WHAT TO DO:
Tell me, please, how many lines in the records below include the word "SelfTestFailed". Give no more than the number.

========================================================================

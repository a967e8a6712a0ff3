//! i960 Rx / Rocket transport.
//!
//! # Sync command handshake
//! 1. Load command and parameters into mailboxes 0..=4
//! 2. Clear a stale ack, mask the doorbell interrupt
//! 3. Ring inbound doorbell 0
//! 4. Poll outbound doorbell 0 (bounded), then read status from mailbox 0
//!
//! The outbound interrupt mask is restored on both success and timeout.

pub mod regs;

use core::mem::size_of;
use core::ptr::write_volatile;
use std::sync::atomic::{AtomicU32, Ordering};
use std::sync::{Arc, Mutex, PoisonError};
use std::thread;

use dma_pool::DmaAllocator;
use log::{error, warn};

use super::traits::{
    AdapterHealth, AdapterNotify, AdapterTransport, HostDoorbell, InterruptEvent, TransportError,
};
use crate::hw::{sfence, RegisterIo};
use crate::time::{Deadline, TimeoutConfig};
use crate::types::{fw_status, sync_command};

/// Descriptor pointing the firmware at the POST text buffer.
#[repr(C)]
#[derive(Debug, Clone, Copy)]
struct PostStatus {
    post_command: u32,
    post_address: u32,
}

/// Outbound doorbell bit for an interrupt source.
fn event_bit(event: InterruptEvent) -> u32 {
    match event {
        InterruptEvent::HostNormCmdReady => regs::OUTBOUNDDOORBELL_1,
        InterruptEvent::HostNormRespReady => regs::OUTBOUNDDOORBELL_2,
        InterruptEvent::AdapNormCmdNotFull => regs::OUTBOUNDDOORBELL_3,
        InterruptEvent::AdapNormRespNotFull => regs::OUTBOUNDDOORBELL_4,
    }
}

const ALL_EVENT_BITS: u32 = regs::OUTBOUNDDOORBELL_1
    | regs::OUTBOUNDDOORBELL_2
    | regs::OUTBOUNDDOORBELL_3
    | regs::OUTBOUNDDOORBELL_4;

/// Parse a `"0xNN"` POST string into a panic code.
fn parse_post_code(text: &[u8]) -> Option<u8> {
    match text {
        [b'0', b'x' | b'X', hi, lo, ..] => {
            let hi = (*hi as char).to_digit(16)?;
            let lo = (*lo as char).to_digit(16)?;
            Some((hi << 4 | lo) as u8)
        }
        _ => None,
    }
}

/// Rx/Rocket register transport.
pub struct RxTransport<R: RegisterIo> {
    io: R,
    dma: Arc<dyn DmaAllocator>,
    timeouts: TimeoutConfig,
    /// Cached outbound doorbell mask; a set bit means masked.
    irq_mask: AtomicU32,
    sync_lock: Mutex<()>,
}

impl<R: RegisterIo> RxTransport<R> {
    /// Create a transport over a mapped message unit.
    ///
    /// All interrupt sources start masked.
    pub fn new(io: R, dma: Arc<dyn DmaAllocator>, timeouts: TimeoutConfig) -> Self {
        Self {
            io,
            dma,
            timeouts,
            irq_mask: AtomicU32::new(ALL_EVENT_BITS),
            sync_lock: Mutex::new(()),
        }
    }

    /// Push the cached mask to OIMR.
    fn push_mask(&self, mask: u32) {
        let oimr = if mask & ALL_EVENT_BITS == ALL_EVENT_BITS {
            regs::OIMR_ALL_MASKED
        } else {
            regs::OIMR_DOORBELL_ONLY
        };
        self.io.write8(regs::OIMR, oimr);
    }

    /// Resolve the panic code of a panicked firmware.
    fn panic_code(&self, status: u32) -> Option<u8> {
        if status & 0xFF00_0000 == regs::PANIC_CODE_INLINE {
            return Some(((status >> 16) & 0xFF) as u8);
        }
        match self.read_post_results() {
            Ok(code) => code,
            Err(e) => {
                warn!("[aacraid] rx: POST results unavailable: {}", e);
                None
            }
        }
    }

    /// Ask the firmware to write its POST text and decode the panic code.
    fn read_post_results(&self) -> Result<Option<u8>, TransportError> {
        let buffer = self.dma.alloc_coherent(regs::POST_BUFFER_SIZE, 16)?;
        let post = match self.dma.alloc_coherent(size_of::<PostStatus>(), 16) {
            Ok(post) => post,
            Err(e) => {
                self.dma.free_coherent(buffer);
                return Err(e.into());
            }
        };

        let desc = PostStatus {
            post_command: sync_command::COMMAND_POST_RESULTS.to_le(),
            post_address: (buffer.bus_addr() as u32).to_le(),
        };
        unsafe { write_volatile(post.cpu_ptr() as *mut PostStatus, desc) };
        sfence();
        self.io.write32(regs::IMRX0, post.bus_addr() as u32);

        let result = self.sync_cmd(sync_command::COMMAND_POST_RESULTS, buffer.bus_addr() as u32);
        self.dma.free_coherent(post);

        let code = result.map(|_| {
            let text = unsafe { core::slice::from_raw_parts(buffer.cpu_ptr(), 4) };
            parse_post_code(text)
        });
        self.dma.free_coherent(buffer);
        code
    }
}

impl<R: RegisterIo> AdapterTransport for RxTransport<R> {
    fn name(&self) -> &'static str {
        "rx"
    }

    fn enable_interrupt(&self, event: InterruptEvent) {
        let mask = self.irq_mask.fetch_and(!event_bit(event), Ordering::AcqRel) & !event_bit(event);
        self.push_mask(mask);
    }

    fn disable_interrupt(&self, event: InterruptEvent) {
        let mask = self.irq_mask.fetch_or(event_bit(event), Ordering::AcqRel) | event_bit(event);
        self.push_mask(mask);
    }

    fn notify(&self, event: AdapterNotify) {
        let bit = match event {
            AdapterNotify::AdapNormCmdQue => regs::INBOUNDDOORBELL_1,
            AdapterNotify::HostNormRespNotFull => regs::INBOUNDDOORBELL_4,
            AdapterNotify::AdapNormRespQue => regs::INBOUNDDOORBELL_2,
            AdapterNotify::HostNormCmdNotFull => regs::INBOUNDDOORBELL_3,
            AdapterNotify::FastIo => regs::INBOUNDDOORBELL_6,
            AdapterNotify::AdapPrintfDone => regs::DOORBELL_PRINTF_DONE,
            other => {
                warn!("[aacraid] rx: no doorbell for {:?}, adapter will poll", other);
                return;
            }
        };
        self.io.write32(regs::IDR, bit);
    }

    fn sync_cmd(&self, command: u32, param: u32) -> Result<u32, TransportError> {
        let _serial = self.sync_lock.lock().unwrap_or_else(PoisonError::into_inner);

        self.io.write32(regs::mailbox(0), command);
        self.io.write32(regs::mailbox(1), param);
        for n in 2..=4 {
            self.io.write32(regs::mailbox(n), 0);
        }
        // Clear a stale ack
        self.io.write32(regs::ODR, regs::OUTBOUNDDOORBELL_0);

        let saved = self.io.read8(regs::OIMR);
        self.io.write8(regs::OIMR, saved | regs::OIMR_DOORBELL);
        let _ = self.io.read8(regs::OIMR);

        self.io.write32(regs::IDR, regs::INBOUNDDOORBELL_0);

        let deadline = Deadline::after(self.timeouts.sync_cmd());
        loop {
            if self.io.read32(regs::ODR) & regs::OUTBOUNDDOORBELL_0 != 0 {
                self.io.write32(regs::ODR, regs::OUTBOUNDDOORBELL_0);
                break;
            }
            if deadline.expired() {
                self.io.write8(regs::OIMR, saved);
                error!("[aacraid] rx: sync command {:#x} timed out", command);
                return Err(TransportError::SyncTimeout { command });
            }
            thread::sleep(self.timeouts.sync_poll());
        }

        let status = self.io.read32(regs::mailbox(0));
        self.io.write32(regs::ODR, regs::OUTBOUNDDOORBELL_0);
        self.io.write8(regs::OIMR, saved);
        Ok(status)
    }

    fn check_health(&self) -> AdapterHealth {
        let status = self.io.read32(regs::MAILBOX7);

        if status & fw_status::SELF_TEST_FAILED != 0 {
            return AdapterHealth::SelfTestFailed;
        }
        if status & fw_status::KERNEL_PANIC != 0 {
            return AdapterHealth::KernelPanic {
                code: self.panic_code(status),
            };
        }
        if status & fw_status::KERNEL_UP_AND_RUNNING == 0 {
            return AdapterHealth::NotUp;
        }
        AdapterHealth::Healthy
    }

    fn take_doorbell(&self) -> Option<HostDoorbell> {
        let pending = self.io.read32(regs::ODR);

        if pending & regs::DOORBELL_PRINTF_READY != 0 {
            let value = self.io.read32(regs::mailbox(5));
            self.io.write32(regs::ODR, regs::DOORBELL_PRINTF_READY);
            return Some(HostDoorbell::PrintfReady(value));
        }

        let live = pending & !self.irq_mask.load(Ordering::Acquire);
        let (bit, doorbell) = if live & regs::OUTBOUNDDOORBELL_1 != 0 {
            (regs::OUTBOUNDDOORBELL_1, HostDoorbell::CommandReady)
        } else if live & regs::OUTBOUNDDOORBELL_2 != 0 {
            (regs::OUTBOUNDDOORBELL_2, HostDoorbell::ResponseReady)
        } else if live & regs::OUTBOUNDDOORBELL_3 != 0 {
            (regs::OUTBOUNDDOORBELL_3, HostDoorbell::CommandNotFull)
        } else if live & regs::OUTBOUNDDOORBELL_4 != 0 {
            (regs::OUTBOUNDDOORBELL_4, HostDoorbell::ResponseNotFull)
        } else {
            return None;
        };
        self.io.write32(regs::ODR, bit);
        Some(doorbell)
    }
}

#[cfg(test)]
mod tests {
    use super::*;
    use crate::testing::{SimLayout, SimRegisters};
    use dma_pool::HostDmaAllocator;
    use std::time::Duration;

    fn transport(sim: &Arc<SimRegisters>) -> RxTransport<Arc<SimRegisters>> {
        let timeouts = TimeoutConfig::new()
            .with_sync_cmd(Duration::from_millis(20))
            .with_sync_poll(Duration::from_micros(1));
        RxTransport::new(sim.clone(), Arc::new(HostDmaAllocator::new()), timeouts)
    }

    #[test]
    fn test_sync_cmd_returns_mailbox0() {
        let sim = SimRegisters::new(SimLayout::Rx);
        sim.on_sync(|cmd, params| {
            assert_eq!(params[0], 0x1234);
            Some(cmd + 1)
        });
        let rx = transport(&sim);
        sim.set8(regs::OIMR, regs::OIMR_DOORBELL_ONLY);
        assert_eq!(rx.sync_cmd(0x05, 0x1234), Ok(0x06));
        // Ack cleared and mask restored
        assert_eq!(sim.get(regs::ODR) & regs::OUTBOUNDDOORBELL_0, 0);
        assert_eq!(sim.get(regs::OIMR) as u8, regs::OIMR_DOORBELL_ONLY);
    }

    #[test]
    fn test_sync_cmd_timeout_restores_mask() {
        let sim = SimRegisters::new(SimLayout::Rx);
        sim.on_sync(|_, _| None);
        let rx = transport(&sim);
        sim.set8(regs::OIMR, regs::OIMR_DOORBELL_ONLY);
        assert_eq!(
            rx.sync_cmd(0x05, 0),
            Err(TransportError::SyncTimeout { command: 0x05 })
        );
        assert_eq!(sim.get(regs::OIMR) as u8, regs::OIMR_DOORBELL_ONLY);
    }

    #[test]
    fn test_notify_maps_doorbells() {
        let sim = SimRegisters::new(SimLayout::Rx);
        let rx = transport(&sim);
        rx.notify(AdapterNotify::AdapNormCmdQue);
        rx.notify(AdapterNotify::HostNormRespNotFull);
        rx.notify(AdapterNotify::AdapHighCmdQue);
        rx.notify(AdapterNotify::AdapPrintfDone);
        assert_eq!(
            sim.take_rung(),
            vec![
                regs::INBOUNDDOORBELL_1,
                regs::INBOUNDDOORBELL_4,
                regs::DOORBELL_PRINTF_DONE
            ]
        );
    }

    #[test]
    fn test_health_classification() {
        let sim = SimRegisters::new(SimLayout::Rx);
        let rx = transport(&sim);
        sim.set(regs::MAILBOX7, 0);
        assert_eq!(rx.check_health(), AdapterHealth::NotUp);
        sim.set(regs::MAILBOX7, fw_status::KERNEL_UP_AND_RUNNING);
        assert_eq!(rx.check_health(), AdapterHealth::Healthy);
        sim.set(regs::MAILBOX7, fw_status::SELF_TEST_FAILED | fw_status::KERNEL_UP_AND_RUNNING);
        assert_eq!(rx.check_health(), AdapterHealth::SelfTestFailed);
        sim.set(regs::MAILBOX7, 0xBC2A_0000 | fw_status::KERNEL_PANIC);
        assert_eq!(rx.check_health(), AdapterHealth::KernelPanic { code: Some(0x2A) });
    }

    #[test]
    fn test_panic_code_from_post_results() {
        let sim = SimRegisters::new(SimLayout::Rx);
        let dma = Arc::new(HostDmaAllocator::new());
        let fw_dma = dma.clone();
        sim.on_sync(move |cmd, params| {
            assert_eq!(cmd, sync_command::COMMAND_POST_RESULTS);
            let buf = fw_dma.bus_to_cpu(params[0] as u64)?;
            for (i, b) in b"0x3F".iter().enumerate() {
                unsafe { *buf.add(i) = *b };
            }
            Some(0)
        });
        let rx = RxTransport::new(sim.clone(), dma.clone(), TimeoutConfig::new());
        sim.set(regs::MAILBOX7, fw_status::KERNEL_PANIC);
        assert_eq!(rx.check_health(), AdapterHealth::KernelPanic { code: Some(0x3F) });
        assert_ne!(sim.get(regs::IMRX0), 0);
        assert_eq!(dma.live_regions(), 0);
    }

    #[test]
    fn test_take_doorbell_honours_mask() {
        let sim = SimRegisters::new(SimLayout::Rx);
        let rx = transport(&sim);
        sim.raise_doorbell(regs::OUTBOUNDDOORBELL_2);
        assert_eq!(rx.take_doorbell(), None);

        rx.enable_interrupt(InterruptEvent::HostNormRespReady);
        assert_eq!(sim.get(regs::OIMR) as u8, regs::OIMR_DOORBELL_ONLY);
        assert_eq!(rx.take_doorbell(), Some(HostDoorbell::ResponseReady));
        assert_eq!(rx.take_doorbell(), None);

        rx.disable_all_interrupts();
        assert_eq!(sim.get(regs::OIMR) as u8, regs::OIMR_ALL_MASKED);
    }

    #[test]
    fn test_printf_doorbell_carries_mailbox5() {
        let sim = SimRegisters::new(SimLayout::Rx);
        let rx = transport(&sim);
        sim.set(regs::mailbox(5), (200 << 16) | 12);
        sim.raise_doorbell(regs::DOORBELL_PRINTF_READY);
        assert_eq!(rx.take_doorbell(), Some(HostDoorbell::PrintfReady((200 << 16) | 12)));
    }

    #[test]
    fn test_parse_post_code() {
        assert_eq!(parse_post_code(b"0xA5"), Some(0xA5));
        assert_eq!(parse_post_code(b"0Xff"), Some(0xFF));
        assert_eq!(parse_post_code(b"oops"), None);
    }
}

========================================================================

YOUR RESPONSE:
2